Thursday, August 10, 2017
As published in the Sunday Business Post on 30th July.
In the digital age where it is increasingly easy for a departing worker to take valuable company data with them, it is imperative that workplaces don’t leave themselves vulnerable.
The employment relationship does not always end amicably but for the most part, employers and employees are usually able to part company on civilised terms, if not friendly ones.
One exception, however, is where the employee sees an opportunity to make themselves a more attractive prospect for future employers and attempts to jump start their new career by taking sensitive information with them. In the digital age, there’s nothing simpler than emailing key documents to a personal account, or inserting a USB key into the side of the computer. The act can take seconds, but the effect on a previous employer can be very serious and far-reaching.

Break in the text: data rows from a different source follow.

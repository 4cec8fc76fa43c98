//! Background Tasks Module
//!
//! Periodic maintenance for the object cache and the response store.

mod cleanup;

pub use cleanup::{spawn_purge_task, spawn_reconcile_task};
//! Embassy tasks for the Pico 2 W
pub mod actuate;
pub mod dhcp_server;
pub mod http_server;
pub mod wifi;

So what can an employer do to protect themselves in this situation?
Usefully, the courts have demonstrated on numerous occasions that they are not prepared to allow an employee to get off scot-free when this happens. If necessary, the courts will make orders directing an employee to return company property/sensitive data to the old employer, to refrain from using that data in any future job and, if necessary, to prevent a future employer from making use of the data in question.
In certain organisations, and for certain roles, this can be critically important. There are very few businesses that would be pleased with a situation in which a former employee could leave the building with sensitive/confidential information (customer lists, potential business targets, hourly rates, pricing information and other material that would give a competitor an advantage).
There are a number of rudimentary steps that can be taken by employers to greatly increase the prospect of a successful application to the courts in these circumstances. The law is sufficiently developed to the make the mere threat of an application enough in the majority of cases in my experience.
The courts will almost always imply an obligation of fidelity/confidentiality into an employment relationship but precision is key and contracts of employment for high-level/sensitive roles should be very explicit in terms of:
In tandem with this, employers can usefully maintain policies setting out rules on what employees can (and cannot) do with sensitive/confidential data.
The employment contract is the most important document to get right. There should be a clear prohibition on disclosing confidential information post-employment.
This should be drafted as widely as possible to eradicate any possibility that an employee is permitted to share confidential information either during the relationship, or after it.
It is insufficient to refer to generally to terms like “confidential information”. The contract should contain a carefully worded definition specific to the business that explains in easily understandable terms what “confidential information” means.
Coupled with this, the contract should contain provisions strictly prohibiting employees from copying or removing confidential information in the course of employment except where it is necessary for the purposes of the job. As well as that, the contract should make a point of noting that on termination, all confidential information must either be returned to the company or deleted from electronic devices.
Given advances in technology, it is all too easy for employees to remove confidential/sensitive information under the radar. Employers may not become aware of the fact that the information has been removed for some time and in certain cases, only after the employee has left. An employer in that situation will want to move quickly to safeguard their position – and an employer who has taken simple precautionary steps of the kind set out in the present article will be at an immediate advantage.
On this, an employer is entitled to take certain steps to clarify whether an employee has removed data. Obviously nowadays, it’s quite easy to tell if an email has been sent or a USB key plugged into the side of a computer (and what was copied to it before it was plugged out again).
While employers are generally constrained in monitoring employee emails/accessing their computers without the employee’s knowledge, there are always exceptions. Data protection rules mean that employers can’t monitor indiscriminately – but they are allowed to do so if there are objective and necessary reasons. If an employer has reasonable cause to believe that an employee has removed sensitive data, for example, they can investigate – and that investigation can include accessing a (business) email account to see what has been sent from that account.
Another rudimentary step that employers can easily take is ensure that its Data Protection policy reserves the right to inspect an email account if the employer believes rules have been breached. If you put an employee on notice of the fact that you may do this, their scope to complain is reduced when you follow through.
There is really no excuse for taking some time at the beginning of the relationship to think about potential issues that might arise if the employee seeks to move on to better things. A stitch in time save nine, as they say.